James Carroll Robinson (August 19, 1823 – November 3, 1886) was a U.S. Representative from Illinois.

Born near Paris, Illinois, Robinson moved to Clark County, Illinois, with his parents in 1825.
He received a limited schooling.
He engaged in agricultural pursuits.
He served as a corporal during the Mexican War. He studied law. He was admitted to the bar in 1850 and commenced practice in Marshall, Illinois.

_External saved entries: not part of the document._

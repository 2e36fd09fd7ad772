//! Image-to-video with a Stable Video Diffusion ONNX export.

use std::path::Path;

use image::imageops::{self, FilterType};
use image::RgbImage;
use ndarray::{concatenate, Array1, Array2, Array3, Array5, Axis, Ix2, Ix5};
use ort::session::Session;
use ort::value::Tensor;
use rand::rngs::StdRng;
use rand::SeedableRng;

use crate::capability::VideoModel;
use crate::error::{Error, Result};
use crate::model::{ModelDir, ModelOptions};

use super::scheduler::{randn, EulerScheduler};
use super::tensor::{
    extract, missing_output, normalized_tensor, rgb_to_tensor, shape_error, tensor_to_rgb,
};
use super::vae;

/// Resolution the model was trained at.
const MODEL_WIDTH: u32 = 1024;
const MODEL_HEIGHT: u32 = 576;

/// Input size of the CLIP image encoder.
const CLIP_SIZE: u32 = 224;
const CLIP_MEAN: [f32; 3] = [0.481_454_66, 0.457_827_5, 0.408_210_73];
const CLIP_STD: [f32; 3] = [0.268_629_54, 0.261_302_58, 0.275_777_1];

const LATENT_CHANNELS: usize = 4;

/// Micro-conditioning passed to the `UNet` as `added_time_ids`.
const CONDITIONING_FPS: f32 = 7.0;
const MOTION_BUCKET_ID: f32 = 127.0;
const NOISE_AUG_STRENGTH: f32 = 0.02;

/// Guidance ramps linearly from the first frame to the last.
const MIN_GUIDANCE: f32 = 1.0;
const MAX_GUIDANCE: f32 = 3.0;

/// Stable Video Diffusion pipeline loaded from an ONNX export directory.
///
/// Expects `model.onnx` files under `image_encoder/`, `vae_encoder/`, `unet/` and
/// `vae_decoder/`.
pub struct OnnxVideoModel {
    image_encoder: Session,
    vae_encoder: Session,
    unet: Session,
    vae_decoder: Session,
    num_frames: usize,
    num_steps: usize,
}

impl OnnxVideoModel {
    /// Load all sessions from `path`.
    ///
    /// # Errors
    ///
    /// Returns [`Error::PipelineInit`] if a part is missing or cannot be loaded.
    pub fn load<P: AsRef<Path>>(path: P, options: &ModelOptions) -> Result<Self> {
        let dir = ModelDir::open(path)?;
        tracing::info!("Loading video pipeline from {}", dir.root().display());

        Ok(Self {
            image_encoder: dir.session("image_encoder/model.onnx", options.device)?,
            vae_encoder: dir.session("vae_encoder/model.onnx", options.device)?,
            unet: dir.session("unet/model.onnx", options.device)?,
            vae_decoder: dir.session("vae_decoder/model.onnx", options.device)?,
            num_frames: 25,
            num_steps: 25,
        })
    }

    /// Set the number of generated frames.
    #[must_use]
    pub const fn with_frames(mut self, frames: usize) -> Self {
        self.num_frames = frames;
        self
    }

    /// Set the number of denoising steps.
    #[must_use]
    pub const fn with_steps(mut self, steps: usize) -> Self {
        self.num_steps = steps;
        self
    }

    /// CLIP embedding of the conditioning image, shape (1, 1, D).
    fn image_embedding(&mut self, image: &RgbImage) -> Result<Array3<f32>> {
        let resized = imageops::resize(image, CLIP_SIZE, CLIP_SIZE, FilterType::CatmullRom);
        let input = normalized_tensor(&resized, CLIP_MEAN, CLIP_STD);
        let input_value = Tensor::from_array(input).map_err(|source| Error::Inference { source })?;

        let outputs = self
            .image_encoder
            .run(ort::inputs![input_value])
            .map_err(|source| Error::Inference { source })?;
        let output = outputs
            .values()
            .next()
            .ok_or_else(|| missing_output("image_embeds"))?;

        let embeds = extract::<Ix2>(&output)?;
        Ok(embeds.insert_axis(Axis(1)))
    }

    fn predict(
        &mut self,
        sample: &Array5<f32>,
        timestep: f32,
        embedding: &Array3<f32>,
        added_time_ids: &Array2<f32>,
    ) -> Result<Array5<f32>> {
        let sample_value =
            Tensor::from_array(sample.clone()).map_err(|source| Error::Inference { source })?;
        let timestep_value = Tensor::from_array(Array1::from_vec(vec![timestep]))
            .map_err(|source| Error::Inference { source })?;
        let hidden_value =
            Tensor::from_array(embedding.clone()).map_err(|source| Error::Inference { source })?;
        let time_ids_value = Tensor::from_array(added_time_ids.clone())
            .map_err(|source| Error::Inference { source })?;

        let outputs = self
            .unet
            .run(ort::inputs![
                "sample" => sample_value,
                "timestep" => timestep_value,
                "encoder_hidden_states" => hidden_value,
                "added_time_ids" => time_ids_value,
            ])
            .map_err(|source| Error::Inference { source })?;

        let output = outputs
            .values()
            .next()
            .ok_or_else(|| missing_output("noise prediction"))?;
        extract::<Ix5>(&output)
    }
}

impl VideoModel for OnnxVideoModel {
    #[allow(clippy::too_many_lines)]
    fn frames(
        &mut self,
        image: &RgbImage,
        decode_chunk_size: usize,
        seed: u64,
    ) -> Result<Vec<RgbImage>> {
        let (width, height) = image.dimensions();
        if width == 0 || height == 0 {
            return Err(Error::DegenerateImage { width, height });
        }
        if decode_chunk_size == 0 || self.num_frames == 0 {
            return Err(Error::invalid_parameter(
                "decode_chunk_size",
                "frames and chunk size must be greater than 0",
            ));
        }

        let scheduler = EulerScheduler::new(self.num_steps)?;
        let mut rng = StdRng::seed_from_u64(seed);
        let frames = self.num_frames;
        let (latent_h, latent_w) = ((MODEL_HEIGHT / 8) as usize, (MODEL_WIDTH / 8) as usize);

        let cond_embedding = self.image_embedding(image)?;
        let embeddings = concatenate(
            Axis(0),
            &[Array3::zeros(cond_embedding.raw_dim()).view(), cond_embedding.view()],
        )
        .map_err(|err| shape_error(&err))?;

        // Noise-augmented conditioning latents, repeated for every frame.
        let resized = imageops::resize(image, MODEL_WIDTH, MODEL_HEIGHT, FilterType::Lanczos3);
        let pixels = rgb_to_tensor(&resized);
        let noise: ndarray::Array4<f32> = randn(pixels.raw_dim(), &mut rng);
        let augmented = pixels + noise * NOISE_AUG_STRENGTH;
        let image_latents = vae::encode_raw(&mut self.vae_encoder, &augmented)?;
        let image_latents = image_latents
            .insert_axis(Axis(1))
            .broadcast((1, frames, LATENT_CHANNELS, latent_h, latent_w))
            .ok_or_else(|| Error::ShapeMismatch {
                expected: format!("(1, {LATENT_CHANNELS}, {latent_h}, {latent_w}) image latents"),
                actual: "incompatible encoder output".to_string(),
            })?
            .to_owned();
        let conditioning = concatenate(
            Axis(0),
            &[Array5::zeros(image_latents.raw_dim()).view(), image_latents.view()],
        )
        .map_err(|err| shape_error(&err))?;

        let time_ids = Array2::from_shape_vec(
            (2, 3),
            [CONDITIONING_FPS, MOTION_BUCKET_ID, NOISE_AUG_STRENGTH].repeat(2),
        )
        .map_err(|err| shape_error(&err))?;

        let guidance = frame_guidance(frames);
        let noise: Array5<f32> = randn((1, frames, LATENT_CHANNELS, latent_h, latent_w), &mut rng);
        let mut latents = noise * scheduler.init_noise_sigma();

        let pb = super::denoise_progress(scheduler.len(), "Animating");
        for index in 0..scheduler.len() {
            let sigma = scheduler.sigma(index);
            let scaled = scheduler.scale_input(&latents, sigma);
            let doubled = concatenate(Axis(0), &[scaled.view(), scaled.view()])
                .map_err(|err| shape_error(&err))?;
            let sample = concatenate(Axis(2), &[doubled.view(), conditioning.view()])
                .map_err(|err| shape_error(&err))?;

            let prediction = self.predict(&sample, scheduler.timestep(sigma), &embeddings, &time_ids)?;
            let uncond = prediction.index_axis(Axis(0), 0);
            let cond = prediction.index_axis(Axis(0), 1);

            let mut guided = uncond.to_owned();
            for (f, mut frame) in guided.axis_iter_mut(Axis(0)).enumerate() {
                let u = uncond.index_axis(Axis(0), f);
                let c = cond.index_axis(Axis(0), f);
                frame.assign(&(&u + &((&c - &u) * guidance[f])));
            }

            latents = scheduler.step(&guided.insert_axis(Axis(0)), index, &latents);
            pb.inc(1);
        }
        pb.finish_with_message("Animation complete");

        let latents = latents.index_axis_move(Axis(0), 0);
        let mut output = Vec::with_capacity(frames);
        for start in (0..frames).step_by(decode_chunk_size) {
            let end = (start + decode_chunk_size).min(frames);
            let chunk = latents.slice(ndarray::s![start..end, .., .., ..]).to_owned();
            let decoded = vae::decode(&mut self.vae_decoder, &chunk)?;

            for i in 0..(end - start) {
                let frame = tensor_to_rgb(&decoded, i)?;
                output.push(imageops::resize(&frame, width, height, FilterType::CatmullRom));
            }
        }

        tracing::debug!("Generated {} frames", output.len());
        Ok(output)
    }
}

/// Guidance scale for each of `frames` frames.
#[allow(clippy::cast_precision_loss)]
fn frame_guidance(frames: usize) -> Vec<f32> {
    let last = frames.saturating_sub(1).max(1) as f32;
    (0..frames)
        .map(|f| (MAX_GUIDANCE - MIN_GUIDANCE).mul_add(f as f32 / last, MIN_GUIDANCE))
        .collect()
}

#[cfg(test)]
mod tests {
    use super::*;

    #[test]
    fn test_guidance_ramps_across_frames() {
        let guidance = frame_guidance(25);

        assert_eq!(guidance.len(), 25);
        assert!((guidance[0] - MIN_GUIDANCE).abs() < 1e-6);
        assert!((guidance[24] - MAX_GUIDANCE).abs() < 1e-6);
        assert!(guidance.windows(2).all(|w| w[0] < w[1]));
    }

    #[test]
    fn test_single_frame_guidance() {
        assert_eq!(frame_guidance(1), vec![MIN_GUIDANCE]);
        assert!(frame_guidance(0).is_empty());
    }
}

Robinson was elected as a Democrat to the Thirty-sixth, Thirty-seventh, and Thirty-eighth Congresses (March 4, 1859 – March 3, 1865).  His vote on the Thirteenth Amendment is recorded as nay.
He did not seek renomination in 1864, but was an unsuccessful candidate for Governor of Illinois.
He resumed the practice of law in Marshall.
He moved to Sangamon County, Illinois, in 1869 and continued the practice of law in Springfield.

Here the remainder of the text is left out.